◆ **EXERCISE DIRECTIONS**
Of all the lines in the entries below, give again exactly those starting at the line containing "async fn enqueue_now(&self, queue: &str, envelope: &Envelope)" and ending at the line containing "use crate::defaults::QUEUE_KEY_PREFIX;", both ends included, and no others.

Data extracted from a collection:
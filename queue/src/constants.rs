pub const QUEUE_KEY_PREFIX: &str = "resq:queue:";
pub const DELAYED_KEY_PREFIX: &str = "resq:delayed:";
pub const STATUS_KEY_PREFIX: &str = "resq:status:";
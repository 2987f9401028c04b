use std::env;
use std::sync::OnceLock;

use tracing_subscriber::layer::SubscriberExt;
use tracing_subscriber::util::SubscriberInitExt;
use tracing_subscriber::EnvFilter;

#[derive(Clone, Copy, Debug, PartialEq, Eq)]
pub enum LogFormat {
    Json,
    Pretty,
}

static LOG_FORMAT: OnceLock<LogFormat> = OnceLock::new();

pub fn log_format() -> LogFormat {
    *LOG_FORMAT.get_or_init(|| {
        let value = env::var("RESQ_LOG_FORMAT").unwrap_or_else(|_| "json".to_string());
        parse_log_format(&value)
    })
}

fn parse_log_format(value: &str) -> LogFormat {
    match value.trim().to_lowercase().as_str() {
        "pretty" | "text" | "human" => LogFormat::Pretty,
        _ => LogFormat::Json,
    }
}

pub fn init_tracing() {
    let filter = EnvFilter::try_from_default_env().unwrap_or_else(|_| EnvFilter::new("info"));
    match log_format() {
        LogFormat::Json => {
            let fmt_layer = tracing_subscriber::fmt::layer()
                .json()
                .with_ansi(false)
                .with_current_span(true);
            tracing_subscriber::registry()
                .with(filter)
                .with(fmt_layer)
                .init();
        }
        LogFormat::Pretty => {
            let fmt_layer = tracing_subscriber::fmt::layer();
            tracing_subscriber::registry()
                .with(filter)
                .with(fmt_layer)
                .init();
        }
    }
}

* * *

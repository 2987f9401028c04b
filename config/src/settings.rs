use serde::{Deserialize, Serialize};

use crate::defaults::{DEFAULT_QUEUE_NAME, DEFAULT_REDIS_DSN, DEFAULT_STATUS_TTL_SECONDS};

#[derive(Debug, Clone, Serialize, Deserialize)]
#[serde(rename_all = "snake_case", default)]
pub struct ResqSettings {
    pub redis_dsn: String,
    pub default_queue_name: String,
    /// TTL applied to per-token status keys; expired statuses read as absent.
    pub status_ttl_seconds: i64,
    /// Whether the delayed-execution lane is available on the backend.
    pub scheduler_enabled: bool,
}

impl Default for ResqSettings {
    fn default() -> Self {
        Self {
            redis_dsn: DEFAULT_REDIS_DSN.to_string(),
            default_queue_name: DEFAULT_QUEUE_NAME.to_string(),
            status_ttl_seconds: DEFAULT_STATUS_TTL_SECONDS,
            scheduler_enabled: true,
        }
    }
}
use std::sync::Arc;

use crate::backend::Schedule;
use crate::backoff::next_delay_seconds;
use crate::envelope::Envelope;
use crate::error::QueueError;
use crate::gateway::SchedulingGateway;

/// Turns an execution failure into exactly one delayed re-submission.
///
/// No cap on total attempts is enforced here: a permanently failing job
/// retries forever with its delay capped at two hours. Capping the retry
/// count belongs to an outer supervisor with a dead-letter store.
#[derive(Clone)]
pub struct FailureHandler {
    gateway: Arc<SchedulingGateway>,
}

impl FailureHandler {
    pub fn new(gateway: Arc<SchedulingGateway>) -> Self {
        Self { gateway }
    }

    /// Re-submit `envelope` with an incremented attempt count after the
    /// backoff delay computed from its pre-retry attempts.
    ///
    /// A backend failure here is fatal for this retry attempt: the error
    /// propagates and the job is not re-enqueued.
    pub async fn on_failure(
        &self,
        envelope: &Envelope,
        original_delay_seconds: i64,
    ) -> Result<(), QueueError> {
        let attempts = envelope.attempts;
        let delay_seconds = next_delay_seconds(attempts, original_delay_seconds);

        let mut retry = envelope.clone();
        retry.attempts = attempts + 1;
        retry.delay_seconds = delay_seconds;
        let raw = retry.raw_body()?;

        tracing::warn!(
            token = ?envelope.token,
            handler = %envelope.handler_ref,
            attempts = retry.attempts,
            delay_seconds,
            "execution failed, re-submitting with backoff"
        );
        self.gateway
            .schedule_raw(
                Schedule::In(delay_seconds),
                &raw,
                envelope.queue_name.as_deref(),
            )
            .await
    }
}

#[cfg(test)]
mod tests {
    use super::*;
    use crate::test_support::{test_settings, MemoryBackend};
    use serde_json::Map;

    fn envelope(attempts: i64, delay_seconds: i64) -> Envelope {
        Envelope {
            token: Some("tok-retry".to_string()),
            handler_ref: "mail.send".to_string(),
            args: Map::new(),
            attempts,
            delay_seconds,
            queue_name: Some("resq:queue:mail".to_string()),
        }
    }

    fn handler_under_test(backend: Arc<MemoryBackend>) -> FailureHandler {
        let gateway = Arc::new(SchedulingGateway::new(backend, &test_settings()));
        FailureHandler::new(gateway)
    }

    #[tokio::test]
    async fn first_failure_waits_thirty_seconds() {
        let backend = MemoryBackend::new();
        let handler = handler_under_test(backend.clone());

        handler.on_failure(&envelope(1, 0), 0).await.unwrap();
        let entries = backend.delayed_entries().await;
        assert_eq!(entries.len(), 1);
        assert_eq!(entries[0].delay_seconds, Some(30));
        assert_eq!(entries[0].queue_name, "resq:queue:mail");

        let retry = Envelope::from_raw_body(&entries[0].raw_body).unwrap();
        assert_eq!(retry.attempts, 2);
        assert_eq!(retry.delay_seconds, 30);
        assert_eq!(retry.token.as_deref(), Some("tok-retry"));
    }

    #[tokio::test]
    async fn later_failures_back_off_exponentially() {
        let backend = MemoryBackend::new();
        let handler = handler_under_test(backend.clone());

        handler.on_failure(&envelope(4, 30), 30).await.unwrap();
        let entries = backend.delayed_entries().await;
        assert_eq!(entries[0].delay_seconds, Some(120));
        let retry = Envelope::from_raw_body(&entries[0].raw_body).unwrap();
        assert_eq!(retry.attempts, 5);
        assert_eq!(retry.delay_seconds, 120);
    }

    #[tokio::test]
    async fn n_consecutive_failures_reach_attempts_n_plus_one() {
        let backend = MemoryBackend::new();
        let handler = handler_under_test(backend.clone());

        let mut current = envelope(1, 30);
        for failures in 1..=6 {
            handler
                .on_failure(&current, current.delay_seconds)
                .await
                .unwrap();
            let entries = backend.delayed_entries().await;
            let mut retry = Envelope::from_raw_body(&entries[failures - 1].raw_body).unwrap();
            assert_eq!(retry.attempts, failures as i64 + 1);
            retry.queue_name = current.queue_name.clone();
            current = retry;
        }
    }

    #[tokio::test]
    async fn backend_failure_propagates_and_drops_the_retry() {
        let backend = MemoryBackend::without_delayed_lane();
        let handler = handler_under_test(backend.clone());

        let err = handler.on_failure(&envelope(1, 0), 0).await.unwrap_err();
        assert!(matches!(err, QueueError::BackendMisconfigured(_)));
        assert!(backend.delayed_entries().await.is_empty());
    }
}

==

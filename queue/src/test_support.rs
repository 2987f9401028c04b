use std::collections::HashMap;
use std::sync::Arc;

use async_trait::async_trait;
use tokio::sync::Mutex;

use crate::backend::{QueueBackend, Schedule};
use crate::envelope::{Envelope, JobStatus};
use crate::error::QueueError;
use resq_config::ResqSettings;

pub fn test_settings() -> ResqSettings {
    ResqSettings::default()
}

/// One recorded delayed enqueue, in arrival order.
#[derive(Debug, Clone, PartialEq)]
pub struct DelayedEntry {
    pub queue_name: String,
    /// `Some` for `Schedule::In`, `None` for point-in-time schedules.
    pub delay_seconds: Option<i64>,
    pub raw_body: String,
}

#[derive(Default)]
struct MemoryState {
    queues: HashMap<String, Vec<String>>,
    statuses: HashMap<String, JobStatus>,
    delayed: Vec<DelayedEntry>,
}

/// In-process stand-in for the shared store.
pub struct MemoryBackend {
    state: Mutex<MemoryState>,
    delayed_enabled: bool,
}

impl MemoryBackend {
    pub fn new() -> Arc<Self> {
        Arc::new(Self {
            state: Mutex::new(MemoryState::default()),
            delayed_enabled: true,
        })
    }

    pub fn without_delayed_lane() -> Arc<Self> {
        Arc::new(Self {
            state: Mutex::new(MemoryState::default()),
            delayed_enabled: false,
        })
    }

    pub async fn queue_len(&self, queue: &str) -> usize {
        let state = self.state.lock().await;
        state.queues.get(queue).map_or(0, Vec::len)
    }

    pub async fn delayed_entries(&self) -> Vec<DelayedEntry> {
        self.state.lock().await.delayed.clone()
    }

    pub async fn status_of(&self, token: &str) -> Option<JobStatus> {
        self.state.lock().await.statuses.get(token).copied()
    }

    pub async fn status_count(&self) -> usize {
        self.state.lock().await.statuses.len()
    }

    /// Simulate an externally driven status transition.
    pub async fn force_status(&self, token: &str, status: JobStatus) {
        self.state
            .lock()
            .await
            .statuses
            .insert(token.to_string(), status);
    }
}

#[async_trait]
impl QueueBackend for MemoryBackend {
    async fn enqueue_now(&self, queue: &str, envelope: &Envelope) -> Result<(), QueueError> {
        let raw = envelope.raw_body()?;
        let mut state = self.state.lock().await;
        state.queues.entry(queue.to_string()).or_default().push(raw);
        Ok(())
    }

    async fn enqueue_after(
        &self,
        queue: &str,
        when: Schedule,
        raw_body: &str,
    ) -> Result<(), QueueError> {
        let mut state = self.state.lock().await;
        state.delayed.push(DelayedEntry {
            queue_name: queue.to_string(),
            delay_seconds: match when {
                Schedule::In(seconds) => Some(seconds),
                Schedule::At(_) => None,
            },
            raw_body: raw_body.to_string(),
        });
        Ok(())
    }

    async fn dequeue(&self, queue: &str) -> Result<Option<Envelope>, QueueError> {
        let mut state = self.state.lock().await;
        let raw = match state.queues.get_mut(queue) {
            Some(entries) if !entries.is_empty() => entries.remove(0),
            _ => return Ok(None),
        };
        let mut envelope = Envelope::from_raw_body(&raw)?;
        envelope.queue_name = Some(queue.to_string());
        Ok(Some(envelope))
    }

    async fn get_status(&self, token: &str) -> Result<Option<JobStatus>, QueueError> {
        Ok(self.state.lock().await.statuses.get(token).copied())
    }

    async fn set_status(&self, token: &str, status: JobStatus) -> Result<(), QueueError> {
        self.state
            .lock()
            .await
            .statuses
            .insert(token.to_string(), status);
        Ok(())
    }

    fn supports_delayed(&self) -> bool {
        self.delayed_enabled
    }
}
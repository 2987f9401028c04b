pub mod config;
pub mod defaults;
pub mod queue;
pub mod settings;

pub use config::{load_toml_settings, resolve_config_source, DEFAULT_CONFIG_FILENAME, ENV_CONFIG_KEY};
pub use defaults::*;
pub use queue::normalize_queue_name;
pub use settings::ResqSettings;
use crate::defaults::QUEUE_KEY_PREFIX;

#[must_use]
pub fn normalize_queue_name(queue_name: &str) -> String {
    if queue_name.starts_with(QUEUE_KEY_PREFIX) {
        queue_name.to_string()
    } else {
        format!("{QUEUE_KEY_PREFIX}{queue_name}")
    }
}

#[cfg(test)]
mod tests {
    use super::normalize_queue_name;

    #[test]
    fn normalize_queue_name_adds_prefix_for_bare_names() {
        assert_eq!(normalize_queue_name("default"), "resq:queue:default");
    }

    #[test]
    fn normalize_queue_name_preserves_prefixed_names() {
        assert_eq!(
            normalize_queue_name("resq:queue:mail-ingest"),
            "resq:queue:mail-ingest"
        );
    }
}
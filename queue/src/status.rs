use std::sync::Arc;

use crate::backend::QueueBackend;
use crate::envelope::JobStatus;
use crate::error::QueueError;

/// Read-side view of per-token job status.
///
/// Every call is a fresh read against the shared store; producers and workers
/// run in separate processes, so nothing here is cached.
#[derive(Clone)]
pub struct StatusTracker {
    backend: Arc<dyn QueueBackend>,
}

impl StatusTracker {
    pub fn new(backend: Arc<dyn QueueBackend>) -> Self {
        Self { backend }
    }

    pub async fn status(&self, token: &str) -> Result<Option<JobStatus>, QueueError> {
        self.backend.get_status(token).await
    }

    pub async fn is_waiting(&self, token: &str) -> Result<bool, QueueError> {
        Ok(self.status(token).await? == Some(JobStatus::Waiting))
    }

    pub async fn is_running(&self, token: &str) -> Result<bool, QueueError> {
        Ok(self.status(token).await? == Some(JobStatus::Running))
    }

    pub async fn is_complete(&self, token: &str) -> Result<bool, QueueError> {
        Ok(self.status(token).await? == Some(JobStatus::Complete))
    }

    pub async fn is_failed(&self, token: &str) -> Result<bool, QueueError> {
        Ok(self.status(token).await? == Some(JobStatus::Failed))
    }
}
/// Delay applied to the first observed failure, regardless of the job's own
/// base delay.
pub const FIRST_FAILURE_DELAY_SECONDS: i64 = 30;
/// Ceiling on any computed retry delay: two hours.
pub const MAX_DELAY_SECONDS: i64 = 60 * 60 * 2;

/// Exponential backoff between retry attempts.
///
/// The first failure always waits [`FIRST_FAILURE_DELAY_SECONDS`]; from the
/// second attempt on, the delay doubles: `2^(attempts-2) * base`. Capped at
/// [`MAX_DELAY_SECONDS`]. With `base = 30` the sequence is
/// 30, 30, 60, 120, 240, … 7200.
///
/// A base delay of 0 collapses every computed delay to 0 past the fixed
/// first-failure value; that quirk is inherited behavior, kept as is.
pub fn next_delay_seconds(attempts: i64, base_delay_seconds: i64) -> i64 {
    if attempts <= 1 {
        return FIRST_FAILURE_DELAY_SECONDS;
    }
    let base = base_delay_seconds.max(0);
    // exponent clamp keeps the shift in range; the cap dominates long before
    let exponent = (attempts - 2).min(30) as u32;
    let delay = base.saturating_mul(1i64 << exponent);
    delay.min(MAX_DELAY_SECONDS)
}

◆ **ANSWER SPACE**
    async fn enqueue_now(&self, queue: &str, envelope: &Envelope) -> Result<(), QueueError> {
        let raw = envelope.raw_body()?;
        let mut state = self.state.lock().await;
        state.queues.entry(queue.to_string()).or_default().push(raw);
        Ok(())
    }

    async fn enqueue_after(
        &self,
        queue: &str,
        when: Schedule,
        raw_body: &str,
    ) -> Result<(), QueueError> {
        let mut state = self.state.lock().await;
        state.delayed.push(DelayedEntry {
            queue_name: queue.to_string(),
            delay_seconds: match when {
                Schedule::In(seconds) => Some(seconds),
                Schedule::At(_) => None,
            },
            raw_body: raw_body.to_string(),
        });
        Ok(())
    }

    async fn dequeue(&self, queue: &str) -> Result<Option<Envelope>, QueueError> {
        let mut state = self.state.lock().await;
        let raw = match state.queues.get_mut(queue) {
            Some(entries) if !entries.is_empty() => entries.remove(0),
            _ => return Ok(None),
        };
        let mut envelope = Envelope::from_raw_body(&raw)?;
        envelope.queue_name = Some(queue.to_string());
        Ok(Some(envelope))
    }

    async fn get_status(&self, token: &str) -> Result<Option<JobStatus>, QueueError> {
        Ok(self.state.lock().await.statuses.get(token).copied())
    }

    async fn set_status(&self, token: &str, status: JobStatus) -> Result<(), QueueError> {
        self.state
            .lock()
            .await
            .statuses
            .insert(token.to_string(), status);
        Ok(())
    }

    fn supports_delayed(&self) -> bool {
        self.delayed_enabled
    }
}
repository 2987f9401028c04b
pub mod config;
pub mod defaults;
pub mod queue;
pub mod settings;

pub use config::{load_toml_settings, resolve_config_source, DEFAULT_CONFIG_FILENAME, ENV_CONFIG_KEY};
pub use defaults::*;
pub use queue::normalize_queue_name;
pub use settings::ResqSettings;
use crate::defaults::QUEUE_KEY_PREFIX;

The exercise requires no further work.